Joseph Michael Partington (born 1 April 1990) is a professional footballer who plays as a defender for National League side Aldershot Town.
At under-21 level, Partington represented Wales on eight occasions between 2009 and 2012.

Club career
Born in Portsmouth, Partington joined AFC Bournemouth in June 2006 after being released by Portsmouth. He made his first team debut for Bournemouth on 9 February 2008, against Luton Town. Bournemouth won the game 4–1. Partington came on as a late substitute for Marvin Bartley.

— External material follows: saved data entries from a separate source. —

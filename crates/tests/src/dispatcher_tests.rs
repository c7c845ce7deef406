use std::sync::Arc;

use bson::oid::ObjectId;
use parking_lot::Mutex;
use sitedesk_db::models::{Expense, LedgerEntry, NotificationKind, UserRole};
use sitedesk_services::dao::base::DaoError;
use sitedesk_services::notify::{
    AccountAction, ChangeAction, ChangeEvent, DispatchError, FallbackStyle, LedgerEvent,
    NotificationDispatcher, ProjectChange,
};
use tracing::warn;

use crate::fixtures::{self, memory::MemoryDirectory, memory::MemoryRepo};

struct Scene {
    repo: Arc<MemoryRepo>,
    dispatcher: NotificationDispatcher,
    admin_id: ObjectId,
    project_id: ObjectId,
}

/// One admin-owned project plus an acting member known by auth id.
fn owned_project_scene() -> Scene {
    let admin_id = ObjectId::new();
    let actor_id = ObjectId::new();
    let project_id = ObjectId::new();

    let directory = Arc::new(
        MemoryDirectory::default()
            .with_users(vec![
                fixtures::user(admin_id, "Ana Petrova", None, UserRole::Admin),
                fixtures::user(actor_id, "Uri Levin", Some("auth0|uri"), UserRole::Member),
            ])
            .with_projects(vec![fixtures::project(
                project_id,
                "Riverside House",
                Some(admin_id),
            )]),
    );
    let repo = Arc::new(MemoryRepo::new());
    let dispatcher = fixtures::dispatcher(repo.clone(), directory, FallbackStyle::Sentinel);

    Scene {
        repo,
        dispatcher,
        admin_id,
        project_id,
    }
}

#[tokio::test]
async fn expense_event_notifies_the_project_admin() {
    let scene = owned_project_scene();

    let row = scene
        .dispatcher
        .dispatch_expense_event(
            "auth0|uri",
            scene.project_id,
            ChangeAction::Added,
            LedgerEvent {
                entry: LedgerEntry::Expense,
                amount: 500.0,
                category: "Cement".to_string(),
            },
        )
        .await
        .unwrap();

    assert_eq!(row.recipient_id, scene.admin_id);
    assert_eq!(row.kind, NotificationKind::ExpenseAdded);
    assert_eq!(row.title, "Expense Added");
    assert_eq!(row.subject_id, Some(scene.project_id));
    assert!(!row.is_read);
    assert_eq!(
        row.message,
        "Uri Levin added an expense of 500 in Cement on Riverside House"
    );
    assert_eq!(row.payload.get_f64("amount").unwrap(), 500.0);
    assert_eq!(row.payload.get_str("category").unwrap(), "Cement");

    let stored = scene.repo.stored();
    assert_eq!(stored.len(), 1);
    assert_eq!(stored[0].id, row.id);
}

#[tokio::test]
async fn income_events_pick_the_income_kinds() {
    let scene = owned_project_scene();

    let row = scene
        .dispatcher
        .dispatch_expense_event(
            "auth0|uri",
            scene.project_id,
            ChangeAction::Updated,
            LedgerEvent {
                entry: LedgerEntry::Income,
                amount: 1250.5,
                category: "Client Payment".to_string(),
            },
        )
        .await
        .unwrap();

    assert_eq!(row.kind, NotificationKind::IncomeUpdated);
    assert!(row.message.contains("updated an income of 1250.5"));
}

#[tokio::test]
async fn phase_and_material_events_describe_the_item() {
    let scene = owned_project_scene();

    let phase = scene
        .dispatcher
        .dispatch_phase_event(
            "auth0|uri",
            scene.project_id,
            ChangeAction::Added,
            "Foundation",
        )
        .await
        .unwrap();
    assert_eq!(phase.kind, NotificationKind::PhaseAdded);
    assert_eq!(
        phase.message,
        "Uri Levin added the phase \"Foundation\" on Riverside House"
    );

    let material = scene
        .dispatcher
        .dispatch_material_event(
            "auth0|uri",
            scene.project_id,
            ChangeAction::Deleted,
            "Rebar",
            40.0,
            "tons",
        )
        .await
        .unwrap();
    assert_eq!(material.kind, NotificationKind::MaterialDeleted);
    assert_eq!(
        material.message,
        "Uri Levin deleted material \"Rebar\" (40 tons) on Riverside House"
    );
}

#[tokio::test]
async fn project_update_lists_changed_fields() {
    let scene = owned_project_scene();

    let row = scene
        .dispatcher
        .dispatch_project_event(
            "auth0|uri",
            scene.project_id,
            ProjectChange::Updated,
            &["name".to_string(), "address".to_string()],
        )
        .await
        .unwrap();

    assert_eq!(row.kind, NotificationKind::ProjectUpdated);
    assert_eq!(
        row.message,
        "Uri Levin updated name, address on Riverside House"
    );
}

#[tokio::test]
async fn ownerless_project_persists_nothing() {
    let project_id = ObjectId::new();
    let directory = Arc::new(
        MemoryDirectory::default()
            .with_projects(vec![fixtures::project(project_id, "Orphan Site", None)]),
    );
    let repo = Arc::new(MemoryRepo::new());
    let dispatcher = fixtures::dispatcher(repo.clone(), directory, FallbackStyle::Sentinel);

    let err = dispatcher
        .dispatch_expense_event(
            "auth0|uri",
            project_id,
            ChangeAction::Added,
            LedgerEvent {
                entry: LedgerEntry::Expense,
                amount: 10.0,
                category: "Misc".to_string(),
            },
        )
        .await
        .unwrap_err();
    assert!(matches!(err, DispatchError::RecipientNotFound { .. }));

    let err = dispatcher
        .dispatch_phase_event("auth0|uri", project_id, ChangeAction::Added, "Roofing")
        .await
        .unwrap_err();
    assert!(matches!(err, DispatchError::RecipientNotFound { .. }));

    let err = dispatcher
        .dispatch_material_event("auth0|uri", project_id, ChangeAction::Added, "Sand", 1.0, "m3")
        .await
        .unwrap_err();
    assert!(matches!(err, DispatchError::RecipientNotFound { .. }));

    let err = dispatcher
        .dispatch_project_event("auth0|uri", project_id, ProjectChange::Created, &[])
        .await
        .unwrap_err();
    assert!(matches!(err, DispatchError::RecipientNotFound { .. }));

    assert!(repo.stored().is_empty());
}

#[tokio::test]
async fn unknown_actor_degrades_to_the_fallback_name() {
    let admin_id = ObjectId::new();
    let project_id = ObjectId::new();
    let directory = Arc::new(MemoryDirectory::default().with_projects(vec![fixtures::project(
        project_id,
        "Riverside House",
        Some(admin_id),
    )]));
    let repo = Arc::new(MemoryRepo::new());
    let dispatcher = fixtures::dispatcher(repo, directory, FallbackStyle::Sentinel);

    let row = dispatcher
        .dispatch_expense_event(
            "auth0|ghost",
            project_id,
            ChangeAction::Added,
            LedgerEvent {
                entry: LedgerEntry::Expense,
                amount: 99.0,
                category: "Tools".to_string(),
            },
        )
        .await
        .unwrap();

    assert!(row.message.starts_with("Unknown User added"));
}

#[tokio::test]
async fn failed_insert_surfaces_and_persists_nothing() {
    let scene = owned_project_scene();
    scene.repo.set_fail_writes(true);

    let err = scene
        .dispatcher
        .dispatch_expense_event(
            "auth0|uri",
            scene.project_id,
            ChangeAction::Added,
            LedgerEvent {
                entry: LedgerEntry::Expense,
                amount: 500.0,
                category: "Cement".to_string(),
            },
        )
        .await
        .unwrap_err();

    assert!(matches!(err, DispatchError::Persistence(_)));
    assert!(scene.repo.stored().is_empty());
}

#[tokio::test]
async fn account_events_are_addressed_explicitly() {
    let scene = owned_project_scene();

    let row = scene
        .dispatcher
        .dispatch_user_event(scene.admin_id, "auth0|uri", AccountAction::Joined)
        .await
        .unwrap();

    assert_eq!(row.recipient_id, scene.admin_id);
    assert_eq!(row.kind, NotificationKind::UserJoined);
    assert_eq!(row.subject_id, None);
    assert_eq!(row.message, "Uri Levin joined the workspace");
}

/// Mirrors the ledger route glue: lookup scoped to the path's project,
/// primary write, then a best-effort dispatch that is logged rather
/// than propagated.
async fn update_expense_amount(
    ledger: &Mutex<Vec<Expense>>,
    dispatcher: &NotificationDispatcher,
    project_id: ObjectId,
    expense_id: ObjectId,
    amount: f64,
) -> Result<Expense, DaoError> {
    let updated = {
        let mut rows = ledger.lock();
        let row = rows
            .iter_mut()
            .find(|e| e.id == Some(expense_id) && e.project_id == project_id)
            .ok_or(DaoError::NotFound)?;
        row.amount = amount;
        row.clone()
    };

    if let Err(e) = dispatcher
        .dispatch_expense_event(
            "auth0|uri",
            project_id,
            ChangeAction::Updated,
            LedgerEvent {
                entry: updated.entry,
                amount: updated.amount,
                category: updated.category.clone(),
            },
        )
        .await
    {
        warn!(%project_id, %e, "expense notification failed");
    }
    Ok(updated)
}

#[tokio::test]
async fn failed_dispatch_does_not_fail_the_primary_write() {
    let scene = owned_project_scene();
    let row = fixtures::expense(scene.project_id, 100.0);
    let id = row.id.unwrap();
    let ledger = Mutex::new(vec![row]);

    scene.repo.set_fail_writes(true);
    let updated = update_expense_amount(&ledger, &scene.dispatcher, scene.project_id, id, 750.0)
        .await
        .unwrap();

    // The ledger write stuck even though nothing was notified.
    assert_eq!(updated.amount, 750.0);
    assert_eq!(ledger.lock()[0].amount, 750.0);
    assert!(scene.repo.stored().is_empty());
}

#[tokio::test]
async fn cross_project_update_is_rejected_before_dispatch() {
    let scene = owned_project_scene();
    let foreign = fixtures::expense(ObjectId::new(), 100.0);
    let id = foreign.id.unwrap();
    let ledger = Mutex::new(vec![foreign]);

    let err = update_expense_amount(&ledger, &scene.dispatcher, scene.project_id, id, 750.0)
        .await
        .unwrap_err();

    assert!(matches!(err, DaoError::NotFound));
    assert_eq!(ledger.lock()[0].amount, 100.0);
    assert!(scene.repo.stored().is_empty());
}

#[tokio::test]
async fn dispatch_fans_out_to_live_subscribers() {
    let scene = owned_project_scene();
    let mut subscription = scene.repo.hub().subscribe(scene.admin_id);

    let row = scene
        .dispatcher
        .dispatch_expense_event(
            "auth0|uri",
            scene.project_id,
            ChangeAction::Added,
            LedgerEvent {
                entry: LedgerEntry::Expense,
                amount: 500.0,
                category: "Cement".to_string(),
            },
        )
        .await
        .unwrap();

    match subscription.recv().await.unwrap() {
        ChangeEvent::Inserted(delivered) => assert_eq!(delivered.id, row.id),
        other => panic!("expected insert event, got {other:?}"),
    }
}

On 5 April, Partington scored his first professional goal. This was a crucial goal at the Liberty Stadium in the 90th minute against top of the league side Swansea City. Moments after, Bournemouth scored another goal from Jo Kuffour to win the game 2–1. The goal scored against Swansea when he was 18 years 4 days old means he is currently the youngest player to score for Bournemouth in their history.

On 7 May, Bournemouth manager Kevin Bond announced he had offered Partington, along with youth team goalkeeper Ryan Pryce and winger Josh McQuoid a professional contract with the club. Partington made his full first team début against Bury on 20 December, scoring Bournemouth's second goal of the game in the 44th minute.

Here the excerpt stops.